## Brief
Without altering a single character, set down all of the data below.

----- Source data

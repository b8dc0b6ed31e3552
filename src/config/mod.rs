//! 配置管理
//!
//! 分层加载：配置文件 → 环境特定文件 → 环境变量。

mod r#impl;
mod structs;

pub use structs::*;
use once_cell::sync::Lazy;
use regex::Regex;

use crate::errors::{Result, StoreError};

static DUE_DATE_RE: Lazy<Regex> =
    Lazy::new(|| Regex::new(r"^\d{4}-\d{2}-\d{2}$").expect("Invalid due date regex"));

/// 存储键的最大字节数
const MAX_KEY_BYTES: usize = 768;

/// 路径中不允许出现的字符
const FORBIDDEN_KEY_CHARS: &[char] = &['/', '.', '#', '$', '[', ']'];

/// 校验作为存储路径一段的键（用户 ID、作业 ID）
pub fn validate_key(kind: &str, key: &str) -> Result<()> {
    // 非空
    if key.is_empty() {
        return Err(StoreError::validation(format!("{kind} must not be empty")));
    }
    // 长度上限
    if key.len() > MAX_KEY_BYTES {
        return Err(StoreError::validation(format!(
            "{kind} must be at most {MAX_KEY_BYTES} bytes"
        )));
    }
    // 不能包含路径分隔符和保留字符
    if let Some(c) = key
        .chars()
        .find(|c| FORBIDDEN_KEY_CHARS.contains(c) || c.is_control())
    {
        return Err(StoreError::validation(format!(
            "{kind} must not contain {c:?}"
        )));
    }
    Ok(())
}

/// 截止日期是否为定宽 `YYYY-MM-DD` 形式
///
/// 只有这种形式下字符串排序才等价于时间排序。
pub fn is_canonical_due_date(due_date: &str) -> bool {
    DUE_DATE_RE.is_match(due_date)
}

#[cfg(test)]
mod tests {
    use super::*;

    #[test]
    fn test_valid_keys() {
        assert!(validate_key("assignment id", "-NaB3xYz").is_ok());
        assert!(validate_key("user id", "kT9xQ2_user").is_ok());
    }

    #[test]
    fn test_invalid_keys() {
        assert!(validate_key("assignment id", "").is_err());
        assert!(validate_key("assignment id", "a/b").is_err());
        assert!(validate_key("assignment id", "a.b").is_err());
        assert!(validate_key("assignment id", "a[0]").is_err());
        assert!(validate_key("assignment id", "line\nbreak").is_err());
        assert!(validate_key("assignment id", &"x".repeat(MAX_KEY_BYTES + 1)).is_err());
    }

    #[test]
    fn test_error_names_the_key_kind() {
        let err = validate_key("user id", "").unwrap_err();
        assert_eq!(err.message(), "user id must not be empty");
    }

    #[test]
    fn test_canonical_due_date() {
        assert!(is_canonical_due_date("2024-03-01"));
        assert!(!is_canonical_due_date("2024-3-1"));
        assert!(!is_canonical_due_date("03/01/2024"));
        assert!(!is_canonical_due_date(""));
    }
}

----------

## Solution to the exercise
repository b8dc0b6ed31e3552
filename src/config/mod.rs
//! 配置管理
//!
//! 分层加载：配置文件 → 环境特定文件 → 环境变量。

mod r#impl;
mod structs;

pub use structs::*;
use once_cell::sync::Lazy;
use regex::Regex;

use crate::errors::{Result, StoreError};

static DUE_DATE_RE: Lazy<Regex> =
    Lazy::new(|| Regex::new(r"^\d{4}-\d{2}-\d{2}$").expect("Invalid due date regex"));

/// 存储键的最大字节数
const MAX_KEY_BYTES: usize = 768;

/// 路径中不允许出现的字符
const FORBIDDEN_KEY_CHARS: &[char] = &['/', '.', '#', '$', '[', ']'];

/// 校验作为存储路径一段的键（用户 ID、作业 ID）
pub fn validate_key(kind: &str, key: &str) -> Result<()> {
    // 非空
    if key.is_empty() {
        return Err(StoreError::validation(format!("{kind} must not be empty")));
    }
    // 长度上限
    if key.len() > MAX_KEY_BYTES {
        return Err(StoreError::validation(format!(
            "{kind} must be at most {MAX_KEY_BYTES} bytes"
        )));
    }
    // 不能包含路径分隔符和保留字符
    if let Some(c) = key
        .chars()
        .find(|c| FORBIDDEN_KEY_CHARS.contains(c) || c.is_control())
    {
        return Err(StoreError::validation(format!(
            "{kind} must not contain {c:?}"
        )));
    }
    Ok(())
}

/// 截止日期是否为定宽 `YYYY-MM-DD` 形式
///
/// 只有这种形式下字符串排序才等价于时间排序。
pub fn is_canonical_due_date(due_date: &str) -> bool {
    DUE_DATE_RE.is_match(due_date)
}

#[cfg(test)]
mod tests {
    use super::*;

    #[test]
    fn test_valid_keys() {
        assert!(validate_key("assignment id", "-NaB3xYz").is_ok());
        assert!(validate_key("user id", "kT9xQ2_user").is_ok());
    }

    #[test]
    fn test_invalid_keys() {
        assert!(validate_key("assignment id", "").is_err());
        assert!(validate_key("assignment id", "a/b").is_err());
        assert!(validate_key("assignment id", "a.b").is_err());
        assert!(validate_key("assignment id", "a[0]").is_err());
        assert!(validate_key("assignment id", "line\nbreak").is_err());
        assert!(validate_key("assignment id", &"x".repeat(MAX_KEY_BYTES + 1)).is_err());
    }

    #[test]
    fn test_error_names_the_key_kind() {
        let err = validate_key("user id", "").unwrap_err();
        assert_eq!(err.message(), "user id must not be empty");
    }

    #[test]
    fn test_canonical_due_date() {
        assert!(is_canonical_due_date("2024-03-01"));
        assert!(!is_canonical_due_date("2024-3-1"));
        assert!(!is_canonical_due_date("03/01/2024"));
        assert!(!is_canonical_due_date(""));
    }
}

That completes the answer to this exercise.